You can then run this with the command make or make all at the shell prompt. Any target that is not up to date will be created by running the appropriate commands. Even better: set up RStudio or your favourite editor to do this at the press of a button. Note also that because of the rules defined in r-rules.mk, you can use make to produce targets not actually defined in the Makefile. For instance, to use stitch to create pdf output newAnalysis.pdf from the file newAnalysis.R simply type make newAnalysis.pdf at the prompt.

More usually, if there is a sequence of steps relying on a data file myData.csv your Makefile may look something like

.PHONY:	all
all: report.pdf

## produce report from .Rmd once previous steps carried out
report.pdf: ${@:.pdf=.Rmd} summaryAndPlots.Rout

## summarise data
summaryAndPlots.Rout: ${@:.Rout=.R} readData.Rout

## read data
readData.Rout: ${@:.Rout=.R} myData.csv

include ~/lib/r-rules.mk

Prerequisites

To use these makefile definitions you need to install

Note that Windows users can install Rtools (available via CRAN) to get a working version of make and may also need to install pandoc and latex to produce pdf files if they haven't already. Miktex is recommended although texlive will also work well.

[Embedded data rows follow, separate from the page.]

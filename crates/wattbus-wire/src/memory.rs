//! Port-3 flash memory operations
//!
//! Four-step protocol: erase; write-start, write-data..., write-finalize;
//! read-request, read-data.... The instrument acks write-data with the
//! highest offset it has committed so the host can bound the in-flight
//! window by the instrument's receive buffer.
//!
//! Layout: `[op:u8, status:u8, region:u8, rsvd:u8]` then the op body.

use crate::frame::FrameError;
use bytes::{Buf, BufMut, BytesMut};

const OP_ERASE: u8 = 1;
const OP_WRITE_START: u8 = 2;
const OP_WRITE_DATA: u8 = 3;
const OP_WRITE_FINALIZE: u8 = 4;
const OP_READ_REQ: u8 = 5;
const OP_READ_DATA: u8 = 6;
const OP_ACK: u8 = 7;

/// Memory port messages
#[derive(Clone, Debug, PartialEq, Eq)]
pub enum MemoryMsg {
    /// Erase a flash region
    Erase { region: u8 },
    /// Begin a write of `size` bytes to a region
    WriteStart { region: u8, size: u32 },
    /// One write chunk at a strictly increasing offset
    WriteData { region: u8, offset: u32, data: Vec<u8> },
    /// Commit the write
    WriteFinalize { region: u8 },
    /// Request `length` bytes from `offset` of a region
    ReadReq { region: u8, offset: u32, length: u32 },
    /// One read chunk
    ReadData { region: u8, offset: u32, data: Vec<u8> },
    /// Instrument acknowledgment: `offset` is the highest byte committed,
    /// `status` a wire error code (0 = success)
    Ack { region: u8, op: u8, offset: u32, status: u8 },
}

impl MemoryMsg {
    /// The operation code byte for acks.
    pub fn op_code(&self) -> u8 {
        match self {
            MemoryMsg::Erase { .. } => OP_ERASE,
            MemoryMsg::WriteStart { .. } => OP_WRITE_START,
            MemoryMsg::WriteData { .. } => OP_WRITE_DATA,
            MemoryMsg::WriteFinalize { .. } => OP_WRITE_FINALIZE,
            MemoryMsg::ReadReq { .. } => OP_READ_REQ,
            MemoryMsg::ReadData { .. } => OP_READ_DATA,
            MemoryMsg::Ack { .. } => OP_ACK,
        }
    }

    /// Encode to a port-3 frame payload.
    pub fn encode(&self) -> Vec<u8> {
        let mut buf = BytesMut::with_capacity(16);
        match self {
            MemoryMsg::Erase { region } => {
                put_header(&mut buf, OP_ERASE, 0, *region);
            }
            MemoryMsg::WriteStart { region, size } => {
                put_header(&mut buf, OP_WRITE_START, 0, *region);
                buf.put_u32_le(*size);
            }
            MemoryMsg::WriteData { region, offset, data } => {
                put_header(&mut buf, OP_WRITE_DATA, 0, *region);
                buf.put_u32_le(*offset);
                buf.put_u16_le(data.len() as u16);
                buf.put_u16_le(0);
                buf.put_slice(data);
            }
            MemoryMsg::WriteFinalize { region } => {
                put_header(&mut buf, OP_WRITE_FINALIZE, 0, *region);
            }
            MemoryMsg::ReadReq { region, offset, length } => {
                put_header(&mut buf, OP_READ_REQ, 0, *region);
                buf.put_u32_le(*offset);
                buf.put_u32_le(*length);
            }
            MemoryMsg::ReadData { region, offset, data } => {
                put_header(&mut buf, OP_READ_DATA, 0, *region);
                buf.put_u32_le(*offset);
                buf.put_u16_le(data.len() as u16);
                buf.put_u16_le(0);
                buf.put_slice(data);
            }
            MemoryMsg::Ack { region, op, offset, status } => {
                put_header(&mut buf, OP_ACK, *status, *region);
                buf.put_u8(*op);
                buf.put_bytes(0, 3);
                buf.put_u32_le(*offset);
            }
        }
        buf.to_vec()
    }

    /// Decode from a port-3 frame payload.
    pub fn decode(payload: &[u8]) -> Result<Self, FrameError> {
        let malformed = || FrameError::Malformed { port_id: 3 };
        let mut buf = payload;
        if buf.remaining() < 4 {
            return Err(malformed());
        }
        let op = buf.get_u8();
        let status = buf.get_u8();
        let region = buf.get_u8();
        buf.advance(1);
        match op {
            OP_ERASE => Ok(MemoryMsg::Erase { region }),
            OP_WRITE_START => {
                if buf.remaining() < 4 {
                    return Err(malformed());
                }
                Ok(MemoryMsg::WriteStart {
                    region,
                    size: buf.get_u32_le(),
                })
            }
            OP_WRITE_DATA | OP_READ_DATA => {
                if buf.remaining() < 8 {
                    return Err(malformed());
                }
                let offset = buf.get_u32_le();
                let len = buf.get_u16_le() as usize;
                buf.advance(2);
                if buf.remaining() < len {
                    return Err(malformed());
                }
                let data = buf[..len].to_vec();
                if op == OP_WRITE_DATA {
                    Ok(MemoryMsg::WriteData { region, offset, data })
                } else {
                    Ok(MemoryMsg::ReadData { region, offset, data })
                }
            }
            OP_WRITE_FINALIZE => Ok(MemoryMsg::WriteFinalize { region }),
            OP_READ_REQ => {
                if buf.remaining() < 8 {
                    return Err(malformed());
                }
                Ok(MemoryMsg::ReadReq {
                    region,
                    offset: buf.get_u32_le(),
                    length: buf.get_u32_le(),
                })
            }
            OP_ACK => {
                if buf.remaining() < 8 {
                    return Err(malformed());
                }
                let acked_op = buf.get_u8();
                buf.advance(3);
                Ok(MemoryMsg::Ack {
                    region,
                    op: acked_op,
                    offset: buf.get_u32_le(),
                    status,
                })
            }
            _ => Err(malformed()),
        }
    }
}

fn put_header(buf: &mut BytesMut, op: u8, status: u8, region: u8) {
    buf.put_u8(op);
    buf.put_u8(status);
    buf.put_u8(region);
    buf.put_u8(0);
}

Macos users can install gnu make from homebrew or macports. Homebrew versions of Latexmk and Pandoc are also available but MacTex is available as a binary package at http://www.tug.org/mactex/. Some rules may need a newer version of Make than comes with XCode so using gmake is highly recommended.

Notes

Definitions in 'r-rules.mk' have been developed and tested on Linux. These rules have also been reasonably well tested on windows (Rtools) and MacOS (homebrew 'gmake' - not MacOS Xcode gnu 'make' which is 10 years old). However, R Tools 4.0 seemed to break some rules which were rewritten for Version 0.4. Some tweaking may be required and is indeed encouraged.

Extra rules for SAS, STATA, PSPP, Python and Perl are very preliminary and not extensively tested.

Once you have a Makefile which includes the file 'r-rules.mk' you can type 'make help' at the command prompt for further information. You can also tweak the variables like $R, $R_OPTS defined in 'r-rules.mk' to change the defaults without needing to rewrite 'r-rules.mk'.

Finally, there are two bash scripts to help use these R pattern rules. Firstly, 'checkInstalled' checks that the pattern rules, Makefile templates etc in ~/lib or ~/bin are the same and highlights differences using the unix command 'diff'.The 'cpMakeTemplate' bash script can be put in your path to copy a Makefile template to the current directory. Several templates are available. Please see 'cpMakeTemplate -h' and 'checkInstalled -h' for details. The file 'install.txt' gives advice and some commands for installing these files to make them readily available.